If “Loving Yourself First” Feels Impossible: This Is For You!

‘To love and be loved is to feel the sun from both sides.’ – David Viscott

 

“You have to love yourself first.” How many times have you heard or read this? Have you ever felt completely disarmed – or just plain upset – by this idea that self-love would be the pre-condition for you to be able to love others and find “true love”? Have you ever thought: “I will never get there”? Well, you are not alone. And I will be brutally honest here: Loving oneself can be f***ing hard! For many of us, “loving oneself first” might even just feel impossible – I mean truly loving oneself, not falling into some kind of narcissistic self-centered pattern.

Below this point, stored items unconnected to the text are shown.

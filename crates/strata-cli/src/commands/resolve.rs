//! `strata resolve`.

use std::path::Path;

use anyhow::{Context, Result, bail};
use serde_json::json;
use strata_config::PlatformDefaults;
use strata_platform::{Platform, ResolvedBinding};

use crate::output::OutputFormat;
use crate::theme::{Theme, print_warnings};

/// Arguments of `strata resolve`.
pub(crate) struct ResolveArgs<'a> {
    pub(crate) manifest: &'a Path,
    pub(crate) environment: &'a str,
    pub(crate) platform_defaults: Option<&'a Path>,
    pub(crate) component: Option<&'a str>,
    pub(crate) format: OutputFormat,
}

/// Resolve configuration and bindings and print them with source layers.
pub(crate) fn run(platform: &Platform, args: &ResolveArgs<'_>) -> Result<String> {
    let defaults = match args.platform_defaults {
        Some(path) => PlatformDefaults::load(path)
            .with_context(|| format!("failed to load platform defaults {}", path.display()))?,
        None => PlatformDefaults::empty(),
    };

    let resolution = platform
        .resolve(args.manifest, args.environment, &defaults)
        .with_context(|| {
            format!(
                "failed to resolve {} for environment '{}'",
                args.manifest.display(),
                args.environment
            )
        })?;
    print_warnings(&resolution.plan.warnings);

    if let Some(name) = args.component
        && !resolution.components.contains_key(name)
    {
        let declared: Vec<&str> = resolution.components.keys().map(String::as_str).collect();
        bail!(
            "component '{name}' is not declared in {} (declared: {})",
            args.manifest.display(),
            declared.join(", ")
        );
    }

    let selected = |name: &str| args.component.is_none_or(|wanted| wanted == name);
    let bindings: Vec<&ResolvedBinding> = resolution
        .bindings
        .iter()
        .filter(|b| selected(&b.source))
        .collect();

    match args.format {
        OutputFormat::Json => {
            let components: serde_json::Map<String, serde_json::Value> = resolution
                .components
                .iter()
                .filter(|(name, _)| selected(name))
                .map(|(name, config)| serde_json::to_value(config).map(|value| (name.clone(), value)))
                .collect::<Result<_, _>>()?;
            args.format.render(&json!({
                "service": resolution.plan.resolved_manifest.get("service"),
                "environment": resolution.plan.environment,
                "components": components,
                "bindings": bindings,
            }))
        },
        OutputFormat::Yaml => {
            let mut out = String::new();
            for (name, config) in &resolution.components {
                if selected(name) {
                    out.push_str(&config.show(args.format.show_format())?);
                    out.push('\n');
                }
            }
            if !bindings.is_empty() {
                out.push_str(&Theme::header("# bindings"));
                out.push('\n');
                out.push_str(&args.format.render(&bindings)?);
            }
            Ok(out)
        },
    }
}
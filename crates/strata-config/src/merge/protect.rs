use serde_json::Value;
use strata_core::path::{join_index, join_key};
use strata_core::reserved_prefix;

/// A reserved key found in an author-supplied layer.
#[derive(Debug, Clone, PartialEq, Eq)]
pub struct ReservedKeyHit {
    /// Dotted path of the offending key, e.g. `tags.platform:owner`.
    pub path: String,
    /// The offending key.
    pub key: String,
    /// The reserved prefix it starts with.
    pub prefix: &'static str,
}

/// Find the first object key, at any depth, that starts with a reserved
/// prefix. Tag maps and plain configuration keys are treated alike.
#[must_use]
pub fn find_reserved_key(layer: &Value) -> Option<ReservedKeyHit> {
    walk(layer, "")
}

fn walk(val: &Value, prefix: &str) -> Option<ReservedKeyHit> {
    match val {
        Value::Object(map) => map.iter().find_map(|(key, child)| {
            let path = join_key(prefix, key);
            match reserved_prefix(key) {
                Some(reserved) => Some(ReservedKeyHit {
                    path,
                    key: key.clone(),
                    prefix: reserved,
                }),
                None => walk(child, &path),
            }
        }),
        Value::Array(items) => items
            .iter()
            .enumerate()
            .find_map(|(i, item)| walk(item, &join_index(prefix, i))),
        _ => None,
    }
}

How do you love yourself when, growing up, you have constantly received the explicit or implicit message that you were not lovable? How do you love yourself when, later in life, traumas or significant losses have left you feeling unworthy and untrusting? How can you love yourself when you have made bad decisions that have dramatically affected not only your life but others’, when you have been battling terrible addictions, when everything in your life tells you that you are not lovable? You don’t even need to be in any of these situations for this idea of loving yourself first to make you feel that: 1) There must be something wrong with you because you are trying but you are not really feeling it like others seem to (because everybody says it, right? so they must be feeling it!); 2) There is a very high summit somewhere that you may never be able to reach.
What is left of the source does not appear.